I cleaned my own coons, and trimmed away all fat and lymph nodes when dressing them out. They were usually shot out of trees around cornfields, so I don't figure they'd have been any better being penned and fed, as they were already 'corn-fed'.
 
You will want a young coon, 5-7 pounds. As mentioned, preferably one that has been on feed or been in the corn fields.

When dressing it make sure you are 'clean' about it so you don't taint the meat. Also, cut all fat off of it as this is where a lot of the bad taste comes from.

It is best to debone them too. Make sure you remove the pea size scent gland from each leg where it meets the body.

After deboning you are going to want to soak in buttermilk. 24 hours or so is ideal but if your in a hurry 8-12 hours will work.

After doing this you will want to rinse and pat dry. Next you will want to boil the meat for 30 minutes.

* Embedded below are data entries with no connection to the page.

impl IngestService {
    pub fn new(
        store: Store,
        blobs: Arc<dyn BlobStorage>,
        notifier: Arc<Notifier>,
        find_similar: bool,
    ) -> Result<Self, reqwest::Error> {
        let http = reqwest::Client::builder()
            .timeout(Duration::from_secs(30))
            .build()?;
        Ok(Self {
            store,
            blobs,
            notifier,
            http,
            find_similar,
        })
    }

    pub async fn handle_event(&self, event: InboundEvent) -> Result<IngestResult, ServerError> {
        match event {
            InboundEvent::MessageCreated(created) => self.handle_message(created).await,

            InboundEvent::ChannelRenamed {
                tenant_external_id,
                room_external_id,
                room_name,
            } => {
                let changed = self.store.with(|db| {
                    let ws = match db.get_workspace_by_external_id(&tenant_external_id) {
                        Ok(ws) => ws,
                        Err(StoreError::NotFound) => return Ok(false),
                        Err(e) => return Err(e),
                    };
                    db.rename_room(ws.id, &room_external_id, &room_name)
                })?;
                if changed {
                    info!(room = %room_external_id, name = %room_name, "Room renamed");
                }
                Ok(updated_or_ignored(changed))
            }

            InboundEvent::ChannelDeleted {
                tenant_external_id,
                room_external_id,
            } => {
                let changed = self.store.with(|db| {
                    let ws = match db.get_workspace_by_external_id(&tenant_external_id) {
                        Ok(ws) => ws,
                        Err(StoreError::NotFound) => return Ok(false),
                        Err(e) => return Err(e),
                    };
                    db.soft_delete_room(ws.id, &room_external_id)
                })?;
                if changed {
                    info!(room = %room_external_id, "Room soft-deleted");
                }
                Ok(updated_or_ignored(changed))
            }
        }
    }

    async fn handle_message(&self, created: MessageCreated) -> Result<IngestResult, ServerError> {
        let tenant_name = created
            .tenant_name
            .clone()
            .unwrap_or_else(|| created.tenant_external_id.clone());

        let (workspace, room, seen) = self.store.with(|db| {
            let workspace = db.ensure_workspace(&created.tenant_external_id, &tenant_name)?;
            let room = db.ensure_room(workspace.id, &created.room_external_id, &created.room_name)?;
            let seen = db.message_exists(&created.external_message_id)?;
            Ok((workspace, room, seen))
        })?;

        if seen {
            debug!(external_id = %created.external_message_id, "Duplicate message");
            return Ok(IngestResult::Duplicate);
        }

        let mut attachments = Vec::with_capacity(created.attachments.len());
        for inbound in &created.attachments {
            match self.download(workspace.id, room.id, inbound).await {
                Ok(attachment) => attachments.push(attachment),
                Err(e) => warn!(
                    file = %inbound.filename,
                    error = %e,
                    "Skipping attachment"
                ),
            }
        }
        let blob_keys: Vec<String> = attachments.iter().map(|a| a.blob_key.clone()).collect();

        let message_type = MessageType::from_content_type(
            created
                .attachments
                .first()
                .and_then(|a| a.content_type.as_deref()),
        );
        let new_message = NewMessage {
            room_id: room.id,
            sender_id: created.sender_id,
            sender_name: created.sender_name,
            body: created.body,
            message_type,
            external_message_id: created.external_message_id,
            timestamp: created.timestamp.unwrap_or_else(Utc::now),
        };

        let outcome = self
            .store
            .with(|db| db.ingest_message(workspace.id, new_message, attachments));

        let message = match outcome {
            Ok(IngestOutcome::Stored(message)) => message,
            Ok(IngestOutcome::Duplicate) => {
                self.discard_blobs(&blob_keys).await;
                return Ok(IngestResult::Duplicate);
            }
            Err(e) => {
                self.discard_blobs(&blob_keys).await;
                return Err(e.into());
            }
        };

        info!(
            message = %message.id,
            room = %room.id,
            attachments = blob_keys.len(),
            "Message stored"
        );

        let notified_rooms = self.fan_out(&message, &room).await?;

        Ok(IngestResult::Stored {
            message_id: message.id,
            notified_rooms,
        })
    }

    /// Notify the aggregate rooms linked to `room`. Undeliverable targets are
    /// left out of the result; a store failure fails the request while the
    /// committed message stays, so a redelivery is answered `Duplicate`.
    async fn fan_out(&self, message: &Message, room: &Room) -> Result<Vec<RoomId>, ServerError> {
        self.notifier
            .notify(message, room, self.find_similar)
            .await
            .map_err(|e| {
                error!(message = %message.id, error = %e, "Fan-out failed after commit");
                ServerError::from(e)
            })
    }

    async fn download(
        &self,
        ws: WorkspaceId,
        room: RoomId,
        inbound: &InboundAttachment,
    ) -> Result<NewAttachment, FetchError> {
        let max = self.blobs.max_size();
        if inbound.size > max as u64 {
            return Err(FetchError::TooLarge {
                size: inbound.size,
                max,
            });
        }

        let response = self.http.get(&inbound.url).send().await?;
        if !response.status().is_success() {
            return Err(FetchError::Status(response.status().as_u16()));
        }
        if let Some(length) = response.content_length() {
            if length > max as u64 {
                return Err(FetchError::TooLarge { size: length, max });
            }
        }
        let bytes = response.bytes().await?;
        if bytes.len() > max {
            return Err(FetchError::TooLarge {
                size: bytes.len() as u64,
                max,
            });
        }

        let key = format!(
            "{ws}/{room}/{}-{}",
            Uuid::new_v4(),
            sanitize_file_name(&inbound.filename)
        );
        let blob_key = self.blobs.save(&key, &bytes).await?;

        Ok(NewAttachment {
            file_name: inbound.filename.clone(),
            blob_key,
            content_type: inbound.content_type.clone(),
            file_size: bytes.len() as i64,
            blake3_hash: blake3::hash(&bytes).to_hex().to_string(),
        })
    }

    async fn discard_blobs(&self, keys: &[String]) {
        for key in keys {
            if let Err(e) = self.blobs.delete(key).await {
                warn!(key = %key, error = %e, "Failed to remove orphaned blob");
            }
        }
    }
}

fn updated_or_ignored(changed: bool) -> IngestResult {
    if changed {
        IngestResult::Updated
    } else {
        IngestResult::Ignored
    }
}

/// Platform file names end up in a blob key; keep them to one path segment.
fn sanitize_file_name(name: &str) -> String {
    let cleaned: String = name
        .chars()
        .map(|c| match c {
            '/' | '\\' | '\0' => '_',
            c => c,
        })
        .collect();
    if cleaned.is_empty() {
        "file".to_string()
    } else {
        cleaned
    }
}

Once you have all this done ( mouth watering yet?) you will want to transfer the meat to a dutch oven with some vegetables like carrots, onions, potatoes, etc. Also add some salt, pepper, garlic.

Add stock but don't completely cover everything. Put it in the oven set at 300 for 3-3.5 hours.



After you pull it from the oven let it rest for 30 minutes. After resting, take it out and proceed to throw it in the trash and order a pizza. I have never ate coon but I imagine that's probably the best way to do it.
 
At a trapper convention I have eaten raccoon, muskrat, and beaver. I may have had bobcat too but I don't recall having that. All were OK but nothing I tried to cook myself. I continued feeding hundreds of them to the coyotes. I have had mountain lion. It was good enough to eat one if I shoot one.
 
You will want a young coon, 5-7 pounds. As mentioned, preferably one that has been on feed or been in the corn fields.

When dressing it make sure you are 'clean' about it so you don't taint the meat. Also, cut all fat off of it as this is where a lot of the bad taste comes from.

It is best to debone them too. Make sure you remove the pea size scent gland from each leg where it meets the body.

After deboning you are going to want to soak in buttermilk. 24 hours or so is ideal but if your in a hurry 8-12 hours will work.

After doing this you will want to rinse and pat dry. Next you will want to boil the meat for 30 minutes.

Once you have all this done ( mouth watering yet?) you will want to transfer the meat to a dutch oven with some vegetables like carrots, onions, potatoes, etc. Also add some salt, pepper, garlic.

Add stock but don't completely cover everything. Put it in the oven set at 300 for 3-3.5 hours.



After you pull it from the oven let it rest for 30 minutes. After resting, take it out and proceed to throw it in the trash and order a pizza. I have never ate coon but I imagine that's probably the best way to do it.
Coon is good IMO we mostly bar b que them.
 
Found this while surfing the net. Thought you night find it interesting.


I've eaten coon a time or two, but it was over 40 years ago. I seem to remember that it was okay, but didn't leave me wanting more.

I have never eaten raccoon, but I have tasted Opossum and it was not good.



I can believe that. Back around 1980, when there was a big demand for varying kinds of animal hides, the local buyer would pay $3.00 for a possum hide or $1.50 for the whole possum. I helped clean exactly one. Even in 1980 it didn't take me long to decide it wasn't worth $1.50 to clean one as bad as they stink.

I remember my dad sitting in the kitchen eating Limburger cheese... and no one could stay in the house because it reeked.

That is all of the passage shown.